EXERCISE OBJECTIVE:
Give only the number of lines in the following entries where "const" appears.

GIVEN INFORMATION:
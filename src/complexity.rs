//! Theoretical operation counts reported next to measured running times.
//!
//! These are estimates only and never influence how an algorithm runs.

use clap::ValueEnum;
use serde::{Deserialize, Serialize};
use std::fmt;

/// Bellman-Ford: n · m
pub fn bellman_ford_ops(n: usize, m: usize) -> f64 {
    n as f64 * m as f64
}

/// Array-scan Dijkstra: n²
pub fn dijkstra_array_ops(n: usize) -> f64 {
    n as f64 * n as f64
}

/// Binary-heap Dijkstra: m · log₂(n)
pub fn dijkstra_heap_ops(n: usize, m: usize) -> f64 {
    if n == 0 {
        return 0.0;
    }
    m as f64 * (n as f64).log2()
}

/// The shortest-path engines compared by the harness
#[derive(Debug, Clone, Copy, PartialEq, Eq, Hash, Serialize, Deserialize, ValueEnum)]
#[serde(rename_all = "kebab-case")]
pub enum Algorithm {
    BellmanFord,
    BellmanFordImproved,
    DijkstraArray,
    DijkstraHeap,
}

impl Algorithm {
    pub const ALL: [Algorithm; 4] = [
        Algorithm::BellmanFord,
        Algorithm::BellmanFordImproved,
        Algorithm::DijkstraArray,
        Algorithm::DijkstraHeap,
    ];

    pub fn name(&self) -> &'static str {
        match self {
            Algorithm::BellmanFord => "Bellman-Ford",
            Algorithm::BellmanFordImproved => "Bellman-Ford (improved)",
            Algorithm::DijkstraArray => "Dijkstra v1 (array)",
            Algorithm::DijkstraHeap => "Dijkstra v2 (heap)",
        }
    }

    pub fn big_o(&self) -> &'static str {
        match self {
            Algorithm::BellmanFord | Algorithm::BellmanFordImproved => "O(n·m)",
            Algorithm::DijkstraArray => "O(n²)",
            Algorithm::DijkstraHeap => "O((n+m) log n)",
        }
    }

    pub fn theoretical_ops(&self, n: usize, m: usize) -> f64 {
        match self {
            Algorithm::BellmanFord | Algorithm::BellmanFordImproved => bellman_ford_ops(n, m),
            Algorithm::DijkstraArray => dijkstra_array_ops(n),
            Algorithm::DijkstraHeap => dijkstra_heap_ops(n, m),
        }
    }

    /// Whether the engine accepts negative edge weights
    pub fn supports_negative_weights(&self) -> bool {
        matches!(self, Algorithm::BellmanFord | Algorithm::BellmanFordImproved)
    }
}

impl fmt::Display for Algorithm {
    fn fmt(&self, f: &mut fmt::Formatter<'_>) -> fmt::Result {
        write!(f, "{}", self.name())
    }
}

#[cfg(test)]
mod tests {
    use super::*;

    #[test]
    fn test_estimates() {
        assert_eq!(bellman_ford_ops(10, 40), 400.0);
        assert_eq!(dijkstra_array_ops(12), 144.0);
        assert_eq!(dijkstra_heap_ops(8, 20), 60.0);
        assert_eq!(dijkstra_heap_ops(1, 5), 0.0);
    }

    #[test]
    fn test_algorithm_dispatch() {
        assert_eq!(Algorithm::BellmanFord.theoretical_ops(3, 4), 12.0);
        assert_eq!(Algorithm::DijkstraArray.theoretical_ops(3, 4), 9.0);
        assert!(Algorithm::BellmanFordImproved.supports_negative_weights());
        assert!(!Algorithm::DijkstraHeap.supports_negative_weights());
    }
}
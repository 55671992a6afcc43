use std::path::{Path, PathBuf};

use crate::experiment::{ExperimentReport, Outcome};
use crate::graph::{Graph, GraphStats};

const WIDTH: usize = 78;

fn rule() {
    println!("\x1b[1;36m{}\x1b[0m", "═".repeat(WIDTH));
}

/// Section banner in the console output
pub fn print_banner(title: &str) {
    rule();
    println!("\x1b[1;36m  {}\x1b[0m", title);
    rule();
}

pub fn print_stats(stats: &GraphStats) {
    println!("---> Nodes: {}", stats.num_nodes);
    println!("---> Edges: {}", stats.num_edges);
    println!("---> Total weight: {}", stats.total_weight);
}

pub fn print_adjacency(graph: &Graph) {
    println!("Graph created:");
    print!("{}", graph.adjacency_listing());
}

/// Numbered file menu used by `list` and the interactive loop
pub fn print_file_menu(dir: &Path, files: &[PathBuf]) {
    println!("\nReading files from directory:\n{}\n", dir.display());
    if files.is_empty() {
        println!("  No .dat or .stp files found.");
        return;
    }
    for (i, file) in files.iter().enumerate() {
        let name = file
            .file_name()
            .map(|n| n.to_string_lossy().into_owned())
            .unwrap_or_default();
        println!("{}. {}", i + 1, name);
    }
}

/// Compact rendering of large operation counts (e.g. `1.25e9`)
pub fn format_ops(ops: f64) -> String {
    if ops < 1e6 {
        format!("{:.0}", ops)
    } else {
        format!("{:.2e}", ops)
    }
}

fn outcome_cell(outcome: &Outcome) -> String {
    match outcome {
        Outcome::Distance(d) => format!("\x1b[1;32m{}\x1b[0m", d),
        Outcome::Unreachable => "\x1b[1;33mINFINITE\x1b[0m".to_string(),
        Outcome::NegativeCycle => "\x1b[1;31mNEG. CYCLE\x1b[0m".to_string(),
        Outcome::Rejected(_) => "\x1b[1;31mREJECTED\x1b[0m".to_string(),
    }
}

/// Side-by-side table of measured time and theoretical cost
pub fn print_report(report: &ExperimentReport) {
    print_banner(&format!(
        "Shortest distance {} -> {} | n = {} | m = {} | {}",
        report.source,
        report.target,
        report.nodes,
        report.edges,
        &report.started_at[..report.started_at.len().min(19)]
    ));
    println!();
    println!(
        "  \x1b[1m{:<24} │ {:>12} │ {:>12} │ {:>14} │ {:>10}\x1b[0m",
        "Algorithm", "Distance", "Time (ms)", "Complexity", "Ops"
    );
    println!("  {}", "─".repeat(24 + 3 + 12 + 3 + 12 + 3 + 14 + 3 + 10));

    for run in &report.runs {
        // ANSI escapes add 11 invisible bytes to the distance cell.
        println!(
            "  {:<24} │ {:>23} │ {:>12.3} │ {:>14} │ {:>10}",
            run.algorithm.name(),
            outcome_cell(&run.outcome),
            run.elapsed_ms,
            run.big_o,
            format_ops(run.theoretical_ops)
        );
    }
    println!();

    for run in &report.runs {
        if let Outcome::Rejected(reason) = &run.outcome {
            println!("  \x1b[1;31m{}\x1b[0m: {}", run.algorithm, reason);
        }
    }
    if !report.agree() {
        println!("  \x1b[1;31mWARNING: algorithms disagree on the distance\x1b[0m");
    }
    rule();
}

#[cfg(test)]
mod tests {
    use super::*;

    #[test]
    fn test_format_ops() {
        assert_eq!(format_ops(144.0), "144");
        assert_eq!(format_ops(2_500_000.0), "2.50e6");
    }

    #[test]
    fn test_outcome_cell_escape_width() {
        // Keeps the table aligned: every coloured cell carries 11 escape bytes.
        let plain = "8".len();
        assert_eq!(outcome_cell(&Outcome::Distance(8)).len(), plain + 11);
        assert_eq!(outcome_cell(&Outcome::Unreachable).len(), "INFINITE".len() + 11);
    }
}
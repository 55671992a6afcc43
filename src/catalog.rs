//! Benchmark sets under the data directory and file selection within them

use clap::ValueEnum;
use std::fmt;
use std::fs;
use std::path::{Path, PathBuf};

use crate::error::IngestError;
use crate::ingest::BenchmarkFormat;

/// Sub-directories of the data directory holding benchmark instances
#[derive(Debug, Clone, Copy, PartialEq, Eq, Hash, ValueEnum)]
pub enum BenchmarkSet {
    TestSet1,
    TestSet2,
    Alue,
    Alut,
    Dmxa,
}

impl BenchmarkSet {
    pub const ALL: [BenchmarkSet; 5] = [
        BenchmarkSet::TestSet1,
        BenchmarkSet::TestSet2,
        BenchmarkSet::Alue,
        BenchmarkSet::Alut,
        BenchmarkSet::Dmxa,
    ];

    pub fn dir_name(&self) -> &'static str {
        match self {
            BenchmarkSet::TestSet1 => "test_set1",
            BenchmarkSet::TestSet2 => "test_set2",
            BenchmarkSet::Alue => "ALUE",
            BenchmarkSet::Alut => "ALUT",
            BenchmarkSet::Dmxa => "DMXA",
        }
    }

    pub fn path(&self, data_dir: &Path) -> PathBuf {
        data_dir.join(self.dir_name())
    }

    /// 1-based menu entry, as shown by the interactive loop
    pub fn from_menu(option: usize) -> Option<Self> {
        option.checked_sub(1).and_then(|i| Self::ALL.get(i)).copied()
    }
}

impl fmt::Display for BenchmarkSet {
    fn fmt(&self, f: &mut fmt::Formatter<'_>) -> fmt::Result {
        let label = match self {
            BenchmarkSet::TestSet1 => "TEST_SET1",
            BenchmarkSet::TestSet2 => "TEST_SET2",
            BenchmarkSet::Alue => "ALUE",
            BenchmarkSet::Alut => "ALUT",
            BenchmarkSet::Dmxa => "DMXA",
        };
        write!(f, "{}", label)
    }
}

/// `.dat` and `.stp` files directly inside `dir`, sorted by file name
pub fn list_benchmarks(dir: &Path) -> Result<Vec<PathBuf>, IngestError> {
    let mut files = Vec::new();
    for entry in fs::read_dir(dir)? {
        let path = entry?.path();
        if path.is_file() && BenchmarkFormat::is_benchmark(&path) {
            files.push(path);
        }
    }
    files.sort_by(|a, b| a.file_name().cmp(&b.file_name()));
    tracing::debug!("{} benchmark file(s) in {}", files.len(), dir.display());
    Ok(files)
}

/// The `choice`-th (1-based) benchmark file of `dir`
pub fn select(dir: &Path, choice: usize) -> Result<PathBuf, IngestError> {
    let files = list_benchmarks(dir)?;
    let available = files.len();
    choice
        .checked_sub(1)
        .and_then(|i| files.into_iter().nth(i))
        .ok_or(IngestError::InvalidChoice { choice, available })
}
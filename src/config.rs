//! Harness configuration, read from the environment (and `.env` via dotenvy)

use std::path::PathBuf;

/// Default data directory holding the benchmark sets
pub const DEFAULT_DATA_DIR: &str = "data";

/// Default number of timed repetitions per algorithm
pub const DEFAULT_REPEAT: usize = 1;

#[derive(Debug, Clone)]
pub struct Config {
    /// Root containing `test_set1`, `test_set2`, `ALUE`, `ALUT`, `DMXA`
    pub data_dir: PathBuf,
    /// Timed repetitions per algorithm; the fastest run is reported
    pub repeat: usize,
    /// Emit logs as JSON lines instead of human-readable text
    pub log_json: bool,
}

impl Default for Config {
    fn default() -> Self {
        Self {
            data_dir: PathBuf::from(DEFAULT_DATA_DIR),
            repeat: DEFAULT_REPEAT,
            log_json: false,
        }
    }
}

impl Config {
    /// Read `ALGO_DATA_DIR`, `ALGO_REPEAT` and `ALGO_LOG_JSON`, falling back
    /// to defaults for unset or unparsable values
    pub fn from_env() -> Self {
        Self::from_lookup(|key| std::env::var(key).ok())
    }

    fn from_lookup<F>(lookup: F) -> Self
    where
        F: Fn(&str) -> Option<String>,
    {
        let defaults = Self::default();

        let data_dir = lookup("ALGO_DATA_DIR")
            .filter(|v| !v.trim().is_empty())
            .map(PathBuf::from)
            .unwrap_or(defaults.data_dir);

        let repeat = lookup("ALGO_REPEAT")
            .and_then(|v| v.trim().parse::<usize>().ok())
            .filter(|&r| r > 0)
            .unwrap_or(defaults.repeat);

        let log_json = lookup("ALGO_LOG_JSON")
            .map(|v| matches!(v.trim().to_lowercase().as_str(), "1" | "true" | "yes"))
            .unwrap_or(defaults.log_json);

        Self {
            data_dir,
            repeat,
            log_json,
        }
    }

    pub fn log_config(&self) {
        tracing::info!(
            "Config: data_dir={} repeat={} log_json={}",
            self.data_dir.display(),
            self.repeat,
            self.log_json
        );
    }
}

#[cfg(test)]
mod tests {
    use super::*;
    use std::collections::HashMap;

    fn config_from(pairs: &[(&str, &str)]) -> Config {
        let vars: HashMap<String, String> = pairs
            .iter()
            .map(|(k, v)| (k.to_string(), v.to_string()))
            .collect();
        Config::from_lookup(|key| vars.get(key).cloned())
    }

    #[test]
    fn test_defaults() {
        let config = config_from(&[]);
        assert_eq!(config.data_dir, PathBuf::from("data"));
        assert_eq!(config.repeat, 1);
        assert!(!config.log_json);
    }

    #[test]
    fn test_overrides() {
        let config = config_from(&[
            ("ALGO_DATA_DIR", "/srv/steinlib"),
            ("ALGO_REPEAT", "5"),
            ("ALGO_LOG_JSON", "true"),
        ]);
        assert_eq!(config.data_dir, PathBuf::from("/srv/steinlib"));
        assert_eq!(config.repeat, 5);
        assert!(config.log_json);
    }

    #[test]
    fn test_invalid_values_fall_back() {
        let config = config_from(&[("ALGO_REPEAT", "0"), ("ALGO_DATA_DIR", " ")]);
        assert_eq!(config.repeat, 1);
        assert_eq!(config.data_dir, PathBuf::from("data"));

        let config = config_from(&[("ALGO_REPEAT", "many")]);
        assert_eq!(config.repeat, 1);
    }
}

ANSWER TO THIS TASK:
5